**ACTION ITEM**. Could you restate word for word every line of the records below, from the first one to the one holding "use crate::state::AppState;"?
------------------------------
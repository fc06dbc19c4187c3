// server/src/models/mod.rs

//! Catalog data as stored and as served.

pub mod product;

pub use product::{Numeric, ProductDocument, ProductId, ProductSummary, ProductView};
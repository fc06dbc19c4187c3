// server/src/web/handlers/image_search_handlers.rs

use actix_web::{web, HttpResponse};
use serde::Deserialize;
use serde_json::json;
use tracing::instrument;

use crate::errors::AppError;
use crate::services::search_by_image;
use crate::state::AppState;

#[derive(Deserialize, Debug, Default)]
pub struct ImageSearchPayload {
  #[serde(default)]
  pub image_data: Option<String>,
}

#[instrument(name = "handler::image_search", skip(app_state, req_payload))]
pub async fn image_search_handler(
  app_state: web::Data<AppState>,
  req_payload: web::Json<ImageSearchPayload>,
) -> Result<HttpResponse, AppError> {
  let payload = req_payload.into_inner();
  let products = search_by_image(app_state.image_searcher.as_ref(), payload.image_data.as_deref()).await?;

  Ok(HttpResponse::Ok().json(json!({
      "success": true,
      "products": products
  })))
}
------------------------------
**THE ANSWER**.
repository fc06dbc19c4187c3
// server/src/models/mod.rs

//! Catalog data as stored and as served.

pub mod product;

pub use product::{Numeric, ProductDocument, ProductId, ProductSummary, ProductView};
repository fc06dbc19c4187c3
// server/src/web/handlers/image_search_handlers.rs

use actix_web::{web, HttpResponse};
use serde::Deserialize;
use serde_json::json;
use tracing::instrument;

use crate::errors::AppError;
use crate::services::search_by_image;
use crate::state::AppState;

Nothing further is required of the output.